Reading your description, you said "He had a vet visit 8 days prior for his 3year rabies shot"
8 years old is just too old for the rabies vaccine. 
So many dogs die suddenly within days of a rabies shot. It is very common for this to happen in senior dogs which is 8 years old +
His immune system was just too warn out and too old for another rabies shot at his elderly age.
I expect that is what happened.
Most Vets will never tell you this as they want to sell shots. 
A few honest true health vets will tell you to skip the rabies shot at 8+ years as way
too risky as the side effect can be fatal.
One rabies vaccine protects against rabies for a lifetime.
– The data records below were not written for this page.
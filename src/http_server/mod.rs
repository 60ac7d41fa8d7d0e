//! # HTTP Server Module
//!
//! Axum server exposing the book API.
//!
//! # Endpoints
//!
//! - `GET /health` - Health check
//! - `POST /books`, `GET /books` - Create and list
//! - `GET|PUT|DELETE /books/:id` - Fetch, overwrite and remove by hex id

pub mod book_routes;
pub mod config;
pub mod errors;
pub mod health_routes;
pub mod server;

pub use book_routes::{book_routes, BookState};
pub use config::HttpServerConfig;
pub use errors::{ApiError, ApiResult};
pub use server::HttpServer;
The additional rabies shots cause more harm but do not offer any more protection.
I learned this years ago myself with my first Golden, so when you learn from this learning lesson, you do better by your next dog.
I learn from vets that also know this, but again, pharma sells so many shots, they do not want anyone to know about the many fatal side
effects of the rabies vaccine. 
The bottom line are profits always come first over health.
I also have watched a rabies vaccine truth documentary and several vaccine truth documentaries where this info can be learned so you do
better the next time and don't take these risks.
I made many mistakes listening and buying what the vets wanted to sell me for profit but was not good for living a long life, 
so I started doing my own research, and it is amazing what you can learn so not to make the same mistakes again.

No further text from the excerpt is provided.